### Items from a dataset
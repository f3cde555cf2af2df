//! Security audit records.
//!
//! Session creation, authentication and destruction, plus every token request,
//! produce exactly one [`AuditEntry`] handed to an [`AuditSink`].

use serde::{Deserialize, Serialize};
use time::OffsetDateTime;

/// Audited action.
#[derive(Debug, Clone, Copy, PartialEq, Eq, Hash, Serialize, Deserialize)]
#[serde(rename_all = "SCREAMING_SNAKE_CASE")]
pub enum AuditAction {
    /// A token endpoint request.
    TokenRequest,
    /// A session created before primary authentication.
    SessionUnauthenticated,
    /// A session that completed primary authentication.
    SessionAuthenticated,
    /// A session ended by logout.
    SessionDestroyed,
}

impl AuditAction {
    /// Stable action name.
    #[must_use]
    pub fn as_str(&self) -> &'static str {
        match self {
            Self::TokenRequest => "TOKEN_REQUEST",
            Self::SessionUnauthenticated => "SESSION_UNAUTHENTICATED",
            Self::SessionAuthenticated => "SESSION_AUTHENTICATED",
            Self::SessionDestroyed => "SESSION_DESTROYED",
        }
    }
}

impl std::fmt::Display for AuditAction {
    fn fmt(&self, f: &mut std::fmt::Formatter<'_>) -> std::fmt::Result {
        f.write_str(self.as_str())
    }
}

/// One audit record.
#[derive(Debug, Clone, PartialEq, Serialize, Deserialize)]
pub struct AuditEntry {
    /// What happened.
    pub action: AuditAction,
    /// Client involved, if known.
    #[serde(skip_serializing_if = "Option::is_none")]
    pub client_id: Option<String>,
    /// End-user involved, if known.
    #[serde(skip_serializing_if = "Option::is_none")]
    pub username: Option<String>,
    /// Requested or granted scope.
    #[serde(skip_serializing_if = "Option::is_none")]
    pub scope: Option<String>,
    /// Session involved, if any.
    #[serde(skip_serializing_if = "Option::is_none")]
    pub session_id: Option<String>,
    /// Caller address.
    #[serde(skip_serializing_if = "Option::is_none")]
    pub ip_address: Option<String>,
    /// Outcome.
    pub success: bool,
    /// When the action completed.
    #[serde(with = "time::serde::rfc3339")]
    pub timestamp: OffsetDateTime,
}

impl AuditEntry {
    /// Creates a successful entry for `action` at `timestamp`.
    #[must_use]
    pub fn new(action: AuditAction, timestamp: OffsetDateTime) -> Self {
        Self {
            action,
            client_id: None,
            username: None,
            scope: None,
            session_id: None,
            ip_address: None,
            success: true,
            timestamp,
        }
    }

    /// Sets the client id.
    #[must_use]
    pub fn client_id(mut self, client_id: Option<impl Into<String>>) -> Self {
        self.client_id = client_id.map(Into::into);
        self
    }

    /// Sets the username.
    #[must_use]
    pub fn username(mut self, username: Option<impl Into<String>>) -> Self {
        self.username = username.map(Into::into);
        self
    }

    /// Sets the scope.
    #[must_use]
    pub fn scope(mut self, scope: Option<impl Into<String>>) -> Self {
        self.scope = scope.map(Into::into);
        self
    }

    /// Sets the session id.
    #[must_use]
    pub fn session_id(mut self, session_id: Option<impl Into<String>>) -> Self {
        self.session_id = session_id.map(Into::into);
        self
    }

    /// Sets the caller address.
    #[must_use]
    pub fn ip_address(mut self, ip: Option<impl Into<String>>) -> Self {
        self.ip_address = ip.map(Into::into);
        self
    }

    /// Sets the outcome.
    #[must_use]
    pub fn success(mut self, success: bool) -> Self {
        self.success = success;
        self
    }
}

/// Receives audit records.
pub trait AuditSink: Send + Sync {
    /// Records one entry. Must not fail the calling request.
    fn record(&self, entry: AuditEntry);
}

/// Sink that writes audit records to the `gatehouse::audit` tracing target.
#[derive(Debug, Default, Clone, Copy)]
pub struct TracingAuditSink;

impl AuditSink for TracingAuditSink {
    fn record(&self, entry: AuditEntry) {
        tracing::info!(
            target: "gatehouse::audit",
            action = %entry.action,
            client_id = entry.client_id.as_deref().unwrap_or(""),
            username = entry.username.as_deref().unwrap_or(""),
            scope = entry.scope.as_deref().unwrap_or(""),
            session_id = entry.session_id.as_deref().unwrap_or(""),
            ip = entry.ip_address.as_deref().unwrap_or(""),
            success = entry.success,
            "audit"
        );
    }
}

#[cfg(test)]
mod tests {
    use super::*;

    #[test]
    fn test_entry_builder() {
        let entry = AuditEntry::new(AuditAction::TokenRequest, OffsetDateTime::UNIX_EPOCH)
            .client_id(Some("rp"))
            .username(None::<String>)
            .scope(Some("openid"))
            .success(false);
        assert_eq!(entry.client_id.as_deref(), Some("rp"));
        assert!(entry.username.is_none());
        assert!(!entry.success);

        let json = serde_json::to_value(&entry).unwrap();
        assert_eq!(json["action"], "TOKEN_REQUEST");
        assert!(json.get("username").is_none());
    }

    #[test]
    fn test_tracing_sink_does_not_panic() {
        TracingAuditSink.record(AuditEntry::new(
            AuditAction::SessionDestroyed,
            OffsetDateTime::UNIX_EPOCH,
        ));
    }
}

### What is expected
Search the entries for the word "gatehouse". Copy every line where it occurs.

### Answer section
/// Sink that writes audit records to the `gatehouse::audit` tracing target.
            target: "gatehouse::audit",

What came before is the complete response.